◆ **How to complete this task**: Determine how many lines in the listing below contain "StoreError", then give only that number.

◆ **Excerpted data**:
▶

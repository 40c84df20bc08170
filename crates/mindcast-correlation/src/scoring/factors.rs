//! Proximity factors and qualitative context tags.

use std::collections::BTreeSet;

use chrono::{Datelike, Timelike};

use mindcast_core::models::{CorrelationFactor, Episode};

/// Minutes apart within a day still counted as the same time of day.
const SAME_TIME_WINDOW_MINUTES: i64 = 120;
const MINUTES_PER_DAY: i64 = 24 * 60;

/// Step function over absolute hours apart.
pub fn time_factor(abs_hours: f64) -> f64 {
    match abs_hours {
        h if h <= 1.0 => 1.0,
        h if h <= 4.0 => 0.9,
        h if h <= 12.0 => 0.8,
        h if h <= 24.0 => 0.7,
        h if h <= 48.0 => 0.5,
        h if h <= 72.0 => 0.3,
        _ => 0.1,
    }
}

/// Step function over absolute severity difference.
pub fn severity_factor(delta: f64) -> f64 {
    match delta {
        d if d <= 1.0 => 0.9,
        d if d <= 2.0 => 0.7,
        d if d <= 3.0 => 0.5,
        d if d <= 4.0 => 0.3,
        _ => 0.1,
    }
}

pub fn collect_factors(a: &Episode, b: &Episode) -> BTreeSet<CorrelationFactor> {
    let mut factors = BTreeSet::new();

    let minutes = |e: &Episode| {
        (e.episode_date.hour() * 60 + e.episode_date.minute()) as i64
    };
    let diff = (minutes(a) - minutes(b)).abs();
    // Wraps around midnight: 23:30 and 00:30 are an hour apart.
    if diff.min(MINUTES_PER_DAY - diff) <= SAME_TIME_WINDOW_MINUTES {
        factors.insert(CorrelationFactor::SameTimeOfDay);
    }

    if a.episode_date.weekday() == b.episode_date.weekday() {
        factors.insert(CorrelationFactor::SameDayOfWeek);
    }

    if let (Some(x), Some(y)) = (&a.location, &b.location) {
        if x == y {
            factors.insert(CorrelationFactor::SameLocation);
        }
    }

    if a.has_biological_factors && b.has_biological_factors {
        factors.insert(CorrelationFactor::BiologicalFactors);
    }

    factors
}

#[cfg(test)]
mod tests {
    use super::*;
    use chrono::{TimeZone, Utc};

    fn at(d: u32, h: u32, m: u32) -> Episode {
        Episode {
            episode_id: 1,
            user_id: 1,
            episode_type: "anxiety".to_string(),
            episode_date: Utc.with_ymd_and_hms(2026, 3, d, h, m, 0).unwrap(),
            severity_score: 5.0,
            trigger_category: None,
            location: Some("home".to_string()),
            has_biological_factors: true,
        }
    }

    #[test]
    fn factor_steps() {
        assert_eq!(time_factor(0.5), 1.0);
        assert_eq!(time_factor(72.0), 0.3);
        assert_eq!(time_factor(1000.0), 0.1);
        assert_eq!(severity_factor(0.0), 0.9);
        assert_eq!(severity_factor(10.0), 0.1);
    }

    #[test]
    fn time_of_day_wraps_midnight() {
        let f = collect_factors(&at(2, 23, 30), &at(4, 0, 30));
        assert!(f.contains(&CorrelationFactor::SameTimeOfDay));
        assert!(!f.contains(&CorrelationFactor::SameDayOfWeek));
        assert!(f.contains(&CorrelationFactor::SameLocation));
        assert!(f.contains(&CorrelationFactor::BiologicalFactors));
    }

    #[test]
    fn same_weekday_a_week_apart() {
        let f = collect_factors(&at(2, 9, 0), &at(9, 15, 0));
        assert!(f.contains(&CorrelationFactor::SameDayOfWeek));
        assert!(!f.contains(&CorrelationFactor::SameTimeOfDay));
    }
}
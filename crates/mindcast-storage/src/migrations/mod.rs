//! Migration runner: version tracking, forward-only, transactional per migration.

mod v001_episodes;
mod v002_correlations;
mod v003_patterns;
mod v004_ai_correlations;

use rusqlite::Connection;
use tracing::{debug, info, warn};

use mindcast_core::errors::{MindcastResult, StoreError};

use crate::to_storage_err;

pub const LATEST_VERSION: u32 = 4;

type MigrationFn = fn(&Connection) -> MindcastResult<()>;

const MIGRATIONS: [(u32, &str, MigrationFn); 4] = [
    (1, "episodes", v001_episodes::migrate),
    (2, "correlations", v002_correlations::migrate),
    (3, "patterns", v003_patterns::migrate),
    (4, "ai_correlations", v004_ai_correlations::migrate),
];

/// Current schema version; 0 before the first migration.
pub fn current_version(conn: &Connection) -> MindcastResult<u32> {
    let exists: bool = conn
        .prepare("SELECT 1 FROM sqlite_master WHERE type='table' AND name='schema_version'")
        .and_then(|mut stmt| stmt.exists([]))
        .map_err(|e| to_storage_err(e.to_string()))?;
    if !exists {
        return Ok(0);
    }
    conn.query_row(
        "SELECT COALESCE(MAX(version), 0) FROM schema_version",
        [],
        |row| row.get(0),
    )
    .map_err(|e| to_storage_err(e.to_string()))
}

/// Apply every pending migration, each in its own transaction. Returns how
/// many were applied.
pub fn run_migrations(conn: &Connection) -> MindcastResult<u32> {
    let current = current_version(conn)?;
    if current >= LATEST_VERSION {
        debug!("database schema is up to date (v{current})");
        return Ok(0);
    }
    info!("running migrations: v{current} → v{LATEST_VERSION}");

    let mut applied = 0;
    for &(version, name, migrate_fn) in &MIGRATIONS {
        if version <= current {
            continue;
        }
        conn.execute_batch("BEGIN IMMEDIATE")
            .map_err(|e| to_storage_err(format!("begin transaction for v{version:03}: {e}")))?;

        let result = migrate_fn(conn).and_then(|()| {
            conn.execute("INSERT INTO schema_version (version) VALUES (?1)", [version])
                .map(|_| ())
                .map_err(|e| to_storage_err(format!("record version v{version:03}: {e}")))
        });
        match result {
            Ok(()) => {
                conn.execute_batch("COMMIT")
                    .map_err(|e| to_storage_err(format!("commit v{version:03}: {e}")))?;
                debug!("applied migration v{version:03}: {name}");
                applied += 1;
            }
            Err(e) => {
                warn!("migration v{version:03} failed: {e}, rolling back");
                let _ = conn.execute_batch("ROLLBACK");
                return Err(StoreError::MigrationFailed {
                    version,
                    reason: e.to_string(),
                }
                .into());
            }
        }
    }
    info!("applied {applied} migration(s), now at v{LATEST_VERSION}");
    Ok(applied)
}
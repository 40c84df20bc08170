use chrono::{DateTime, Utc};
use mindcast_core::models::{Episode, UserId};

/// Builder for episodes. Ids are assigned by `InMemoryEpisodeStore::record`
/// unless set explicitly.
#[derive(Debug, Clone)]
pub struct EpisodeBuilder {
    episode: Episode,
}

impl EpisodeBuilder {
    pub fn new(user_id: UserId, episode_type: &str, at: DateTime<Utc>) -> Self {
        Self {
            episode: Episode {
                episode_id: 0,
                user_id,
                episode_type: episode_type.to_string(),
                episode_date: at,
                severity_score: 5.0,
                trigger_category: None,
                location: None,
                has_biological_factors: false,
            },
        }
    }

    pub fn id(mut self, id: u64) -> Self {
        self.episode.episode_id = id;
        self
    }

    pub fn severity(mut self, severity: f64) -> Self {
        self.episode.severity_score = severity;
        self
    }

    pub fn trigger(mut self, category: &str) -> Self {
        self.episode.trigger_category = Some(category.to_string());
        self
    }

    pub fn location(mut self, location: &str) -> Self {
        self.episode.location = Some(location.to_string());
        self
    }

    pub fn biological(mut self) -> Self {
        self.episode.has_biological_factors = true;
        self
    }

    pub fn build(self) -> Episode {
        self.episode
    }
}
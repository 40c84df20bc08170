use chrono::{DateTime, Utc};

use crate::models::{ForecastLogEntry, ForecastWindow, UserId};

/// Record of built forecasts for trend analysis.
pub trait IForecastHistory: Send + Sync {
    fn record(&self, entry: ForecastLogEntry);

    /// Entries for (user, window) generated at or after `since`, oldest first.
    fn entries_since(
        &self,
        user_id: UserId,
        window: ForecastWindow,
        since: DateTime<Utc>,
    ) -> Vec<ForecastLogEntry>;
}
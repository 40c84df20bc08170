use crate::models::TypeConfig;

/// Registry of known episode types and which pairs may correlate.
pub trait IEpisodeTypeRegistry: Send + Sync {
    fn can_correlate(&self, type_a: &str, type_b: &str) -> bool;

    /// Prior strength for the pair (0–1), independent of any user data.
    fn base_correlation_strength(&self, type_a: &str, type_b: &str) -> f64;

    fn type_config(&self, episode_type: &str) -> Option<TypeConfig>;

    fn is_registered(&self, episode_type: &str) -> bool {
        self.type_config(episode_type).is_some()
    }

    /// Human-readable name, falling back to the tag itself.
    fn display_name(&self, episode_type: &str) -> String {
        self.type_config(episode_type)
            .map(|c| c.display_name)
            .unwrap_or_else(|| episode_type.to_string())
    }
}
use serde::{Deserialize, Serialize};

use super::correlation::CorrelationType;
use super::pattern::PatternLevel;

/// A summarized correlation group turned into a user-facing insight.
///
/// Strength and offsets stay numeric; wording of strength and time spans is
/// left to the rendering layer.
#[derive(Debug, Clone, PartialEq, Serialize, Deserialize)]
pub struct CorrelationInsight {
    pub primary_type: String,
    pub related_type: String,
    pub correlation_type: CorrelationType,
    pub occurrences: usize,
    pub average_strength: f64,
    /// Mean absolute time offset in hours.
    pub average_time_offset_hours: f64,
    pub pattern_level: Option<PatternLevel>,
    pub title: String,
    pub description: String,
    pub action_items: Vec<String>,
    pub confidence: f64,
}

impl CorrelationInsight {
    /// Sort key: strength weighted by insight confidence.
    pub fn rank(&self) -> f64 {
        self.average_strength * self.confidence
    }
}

◀
▶

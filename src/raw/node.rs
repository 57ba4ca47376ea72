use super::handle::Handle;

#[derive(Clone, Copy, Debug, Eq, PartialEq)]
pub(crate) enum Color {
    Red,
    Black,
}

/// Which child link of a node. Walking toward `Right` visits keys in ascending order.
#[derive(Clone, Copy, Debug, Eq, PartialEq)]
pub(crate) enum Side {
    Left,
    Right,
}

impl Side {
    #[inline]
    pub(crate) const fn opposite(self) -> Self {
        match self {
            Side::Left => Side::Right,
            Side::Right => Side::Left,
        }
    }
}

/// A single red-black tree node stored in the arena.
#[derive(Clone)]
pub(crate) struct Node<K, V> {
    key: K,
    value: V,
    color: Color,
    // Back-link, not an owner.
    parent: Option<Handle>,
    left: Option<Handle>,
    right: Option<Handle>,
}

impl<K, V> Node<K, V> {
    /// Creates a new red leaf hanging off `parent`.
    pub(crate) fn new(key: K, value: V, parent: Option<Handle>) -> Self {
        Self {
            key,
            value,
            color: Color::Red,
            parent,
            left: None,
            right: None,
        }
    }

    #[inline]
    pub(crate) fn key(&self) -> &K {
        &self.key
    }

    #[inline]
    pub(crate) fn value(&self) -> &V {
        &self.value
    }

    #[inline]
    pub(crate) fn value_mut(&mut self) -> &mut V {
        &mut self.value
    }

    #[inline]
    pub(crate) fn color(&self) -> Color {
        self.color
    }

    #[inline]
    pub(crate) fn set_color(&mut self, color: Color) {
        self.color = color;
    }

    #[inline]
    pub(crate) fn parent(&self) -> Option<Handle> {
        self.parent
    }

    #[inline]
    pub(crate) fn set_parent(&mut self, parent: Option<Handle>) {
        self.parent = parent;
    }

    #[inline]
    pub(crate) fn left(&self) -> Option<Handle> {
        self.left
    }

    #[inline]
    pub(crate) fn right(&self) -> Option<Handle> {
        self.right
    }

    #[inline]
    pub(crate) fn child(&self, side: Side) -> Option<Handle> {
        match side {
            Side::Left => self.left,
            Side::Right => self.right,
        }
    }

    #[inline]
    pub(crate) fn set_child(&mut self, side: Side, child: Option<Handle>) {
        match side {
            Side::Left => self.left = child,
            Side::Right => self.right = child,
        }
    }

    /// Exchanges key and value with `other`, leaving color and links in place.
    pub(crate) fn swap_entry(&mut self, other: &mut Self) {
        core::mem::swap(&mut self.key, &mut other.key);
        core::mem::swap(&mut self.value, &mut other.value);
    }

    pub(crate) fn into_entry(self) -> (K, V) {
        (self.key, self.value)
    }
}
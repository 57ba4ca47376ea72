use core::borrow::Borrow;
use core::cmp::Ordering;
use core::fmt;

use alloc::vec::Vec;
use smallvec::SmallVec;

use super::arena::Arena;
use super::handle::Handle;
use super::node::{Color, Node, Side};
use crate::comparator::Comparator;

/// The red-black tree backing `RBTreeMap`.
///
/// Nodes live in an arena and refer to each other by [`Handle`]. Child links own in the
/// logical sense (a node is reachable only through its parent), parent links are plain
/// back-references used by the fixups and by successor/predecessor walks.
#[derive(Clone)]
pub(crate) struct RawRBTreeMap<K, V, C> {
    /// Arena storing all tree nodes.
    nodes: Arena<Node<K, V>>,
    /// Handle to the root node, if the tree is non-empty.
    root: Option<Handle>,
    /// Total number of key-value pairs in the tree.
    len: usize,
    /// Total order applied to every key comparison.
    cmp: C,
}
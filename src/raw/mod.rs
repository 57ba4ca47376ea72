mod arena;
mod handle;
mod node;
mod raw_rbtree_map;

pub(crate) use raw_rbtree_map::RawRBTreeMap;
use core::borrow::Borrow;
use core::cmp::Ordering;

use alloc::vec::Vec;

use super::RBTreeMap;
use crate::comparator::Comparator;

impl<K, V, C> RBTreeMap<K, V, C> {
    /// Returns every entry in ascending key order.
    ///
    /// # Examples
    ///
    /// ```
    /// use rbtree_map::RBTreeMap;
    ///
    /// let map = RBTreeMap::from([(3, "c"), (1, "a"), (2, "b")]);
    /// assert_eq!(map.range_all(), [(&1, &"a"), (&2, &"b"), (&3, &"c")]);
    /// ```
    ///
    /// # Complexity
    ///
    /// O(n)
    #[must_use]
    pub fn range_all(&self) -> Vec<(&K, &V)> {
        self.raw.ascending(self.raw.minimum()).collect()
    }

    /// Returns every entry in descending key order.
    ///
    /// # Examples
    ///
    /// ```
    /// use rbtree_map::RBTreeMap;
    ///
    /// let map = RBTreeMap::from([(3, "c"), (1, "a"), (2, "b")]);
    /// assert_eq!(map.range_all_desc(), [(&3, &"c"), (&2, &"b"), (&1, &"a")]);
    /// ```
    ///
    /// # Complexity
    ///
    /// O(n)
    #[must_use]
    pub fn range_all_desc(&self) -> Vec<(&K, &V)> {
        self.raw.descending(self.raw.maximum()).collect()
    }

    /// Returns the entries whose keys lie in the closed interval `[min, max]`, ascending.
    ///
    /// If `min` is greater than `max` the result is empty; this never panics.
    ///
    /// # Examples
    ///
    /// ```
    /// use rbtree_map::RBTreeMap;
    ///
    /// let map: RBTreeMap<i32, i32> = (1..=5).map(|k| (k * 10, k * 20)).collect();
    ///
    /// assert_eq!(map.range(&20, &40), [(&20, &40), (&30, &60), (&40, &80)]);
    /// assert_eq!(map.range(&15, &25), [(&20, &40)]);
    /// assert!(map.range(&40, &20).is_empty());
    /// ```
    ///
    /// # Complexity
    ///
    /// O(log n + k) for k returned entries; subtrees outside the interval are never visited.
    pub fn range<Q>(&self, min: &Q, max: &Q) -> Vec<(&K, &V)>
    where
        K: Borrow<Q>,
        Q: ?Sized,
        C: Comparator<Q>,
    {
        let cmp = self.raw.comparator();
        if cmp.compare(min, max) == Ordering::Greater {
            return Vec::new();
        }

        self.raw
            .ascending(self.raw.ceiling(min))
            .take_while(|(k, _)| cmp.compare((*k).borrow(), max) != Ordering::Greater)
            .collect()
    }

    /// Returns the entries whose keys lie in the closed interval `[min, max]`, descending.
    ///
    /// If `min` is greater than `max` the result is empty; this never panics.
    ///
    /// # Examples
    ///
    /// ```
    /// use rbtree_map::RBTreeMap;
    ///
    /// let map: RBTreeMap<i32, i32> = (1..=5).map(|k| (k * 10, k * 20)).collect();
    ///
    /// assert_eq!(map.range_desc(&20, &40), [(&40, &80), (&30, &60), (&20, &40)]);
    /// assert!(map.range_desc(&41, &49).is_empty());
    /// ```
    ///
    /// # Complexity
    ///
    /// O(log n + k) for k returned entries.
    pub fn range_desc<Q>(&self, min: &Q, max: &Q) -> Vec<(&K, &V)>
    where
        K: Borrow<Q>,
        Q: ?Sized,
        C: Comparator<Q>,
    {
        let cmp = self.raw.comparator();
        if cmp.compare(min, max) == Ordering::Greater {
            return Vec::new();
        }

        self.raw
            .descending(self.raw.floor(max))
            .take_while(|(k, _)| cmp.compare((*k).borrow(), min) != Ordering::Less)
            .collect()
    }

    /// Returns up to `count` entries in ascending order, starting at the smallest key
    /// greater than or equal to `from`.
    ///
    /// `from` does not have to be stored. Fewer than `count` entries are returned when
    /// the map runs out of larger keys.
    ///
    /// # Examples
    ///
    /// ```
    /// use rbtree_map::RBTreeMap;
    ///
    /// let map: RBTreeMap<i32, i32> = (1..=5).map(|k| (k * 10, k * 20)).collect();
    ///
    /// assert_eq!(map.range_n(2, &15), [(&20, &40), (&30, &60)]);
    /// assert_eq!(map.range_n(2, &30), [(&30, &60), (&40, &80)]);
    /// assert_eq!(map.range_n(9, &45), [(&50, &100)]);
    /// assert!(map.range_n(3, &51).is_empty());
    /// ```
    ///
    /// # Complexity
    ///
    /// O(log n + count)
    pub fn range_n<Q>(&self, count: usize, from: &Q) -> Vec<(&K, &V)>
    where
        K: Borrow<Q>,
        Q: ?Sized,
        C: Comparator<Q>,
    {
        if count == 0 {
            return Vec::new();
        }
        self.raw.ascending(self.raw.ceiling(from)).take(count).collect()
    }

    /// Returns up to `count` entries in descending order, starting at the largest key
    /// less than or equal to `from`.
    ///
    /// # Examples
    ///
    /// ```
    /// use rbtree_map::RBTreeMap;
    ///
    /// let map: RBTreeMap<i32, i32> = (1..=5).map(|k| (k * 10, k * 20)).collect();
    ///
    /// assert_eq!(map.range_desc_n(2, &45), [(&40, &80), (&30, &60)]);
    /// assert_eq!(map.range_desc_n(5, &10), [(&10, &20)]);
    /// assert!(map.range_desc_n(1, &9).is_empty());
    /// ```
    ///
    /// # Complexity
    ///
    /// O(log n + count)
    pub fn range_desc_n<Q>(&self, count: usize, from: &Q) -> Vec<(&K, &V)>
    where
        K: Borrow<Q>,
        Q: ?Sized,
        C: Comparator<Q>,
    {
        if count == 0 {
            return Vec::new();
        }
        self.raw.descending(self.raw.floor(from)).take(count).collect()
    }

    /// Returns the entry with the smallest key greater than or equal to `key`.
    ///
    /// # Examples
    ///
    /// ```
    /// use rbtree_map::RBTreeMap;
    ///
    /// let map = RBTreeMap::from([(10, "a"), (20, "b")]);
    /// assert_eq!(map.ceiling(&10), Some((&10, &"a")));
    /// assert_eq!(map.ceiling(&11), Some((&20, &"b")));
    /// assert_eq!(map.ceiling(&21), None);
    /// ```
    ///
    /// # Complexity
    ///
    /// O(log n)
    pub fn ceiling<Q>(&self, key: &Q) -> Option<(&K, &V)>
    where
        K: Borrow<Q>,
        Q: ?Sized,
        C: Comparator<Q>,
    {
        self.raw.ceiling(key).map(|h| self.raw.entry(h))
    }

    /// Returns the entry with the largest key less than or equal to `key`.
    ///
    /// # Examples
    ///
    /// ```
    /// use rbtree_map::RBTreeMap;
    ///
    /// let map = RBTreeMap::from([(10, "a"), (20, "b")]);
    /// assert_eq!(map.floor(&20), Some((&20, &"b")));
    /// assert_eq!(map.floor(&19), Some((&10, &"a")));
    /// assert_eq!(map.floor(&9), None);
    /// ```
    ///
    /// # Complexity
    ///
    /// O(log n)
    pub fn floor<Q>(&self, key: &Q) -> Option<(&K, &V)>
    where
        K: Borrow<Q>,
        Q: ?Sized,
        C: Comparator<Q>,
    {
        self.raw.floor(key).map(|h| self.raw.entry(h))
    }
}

◀
▶

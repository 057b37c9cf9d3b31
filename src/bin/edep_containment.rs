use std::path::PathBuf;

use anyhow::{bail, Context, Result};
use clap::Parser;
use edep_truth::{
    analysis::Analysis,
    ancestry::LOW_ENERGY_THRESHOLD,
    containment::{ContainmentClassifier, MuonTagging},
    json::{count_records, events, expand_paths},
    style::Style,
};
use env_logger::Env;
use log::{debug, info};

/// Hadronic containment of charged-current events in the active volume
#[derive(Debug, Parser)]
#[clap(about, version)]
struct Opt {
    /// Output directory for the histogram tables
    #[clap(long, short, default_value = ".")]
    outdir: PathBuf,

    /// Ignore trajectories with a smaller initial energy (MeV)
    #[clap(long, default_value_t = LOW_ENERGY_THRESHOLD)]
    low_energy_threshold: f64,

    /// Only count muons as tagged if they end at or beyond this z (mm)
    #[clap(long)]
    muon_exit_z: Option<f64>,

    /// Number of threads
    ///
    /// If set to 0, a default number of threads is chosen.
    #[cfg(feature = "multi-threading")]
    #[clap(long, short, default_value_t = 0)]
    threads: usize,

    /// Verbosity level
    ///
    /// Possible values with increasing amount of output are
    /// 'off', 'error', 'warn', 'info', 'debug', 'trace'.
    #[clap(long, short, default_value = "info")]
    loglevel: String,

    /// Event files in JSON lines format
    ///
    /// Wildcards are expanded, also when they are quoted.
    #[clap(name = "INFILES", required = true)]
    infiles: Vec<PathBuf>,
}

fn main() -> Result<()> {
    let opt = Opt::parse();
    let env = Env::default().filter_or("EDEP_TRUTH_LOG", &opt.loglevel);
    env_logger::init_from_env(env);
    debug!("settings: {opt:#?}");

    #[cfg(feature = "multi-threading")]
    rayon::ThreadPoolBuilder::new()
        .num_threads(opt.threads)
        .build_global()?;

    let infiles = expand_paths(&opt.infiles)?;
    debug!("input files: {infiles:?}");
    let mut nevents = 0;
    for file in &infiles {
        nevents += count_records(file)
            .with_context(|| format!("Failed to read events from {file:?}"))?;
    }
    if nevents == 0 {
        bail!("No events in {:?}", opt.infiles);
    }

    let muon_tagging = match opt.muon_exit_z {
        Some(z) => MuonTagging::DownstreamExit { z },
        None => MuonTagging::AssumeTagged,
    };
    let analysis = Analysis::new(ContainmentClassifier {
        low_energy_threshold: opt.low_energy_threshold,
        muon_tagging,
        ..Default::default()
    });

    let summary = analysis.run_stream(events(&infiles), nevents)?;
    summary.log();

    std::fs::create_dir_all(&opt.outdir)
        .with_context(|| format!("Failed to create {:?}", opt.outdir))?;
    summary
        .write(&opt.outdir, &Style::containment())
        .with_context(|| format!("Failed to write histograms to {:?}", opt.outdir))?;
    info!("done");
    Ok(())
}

◀

◆ **Response area**: 2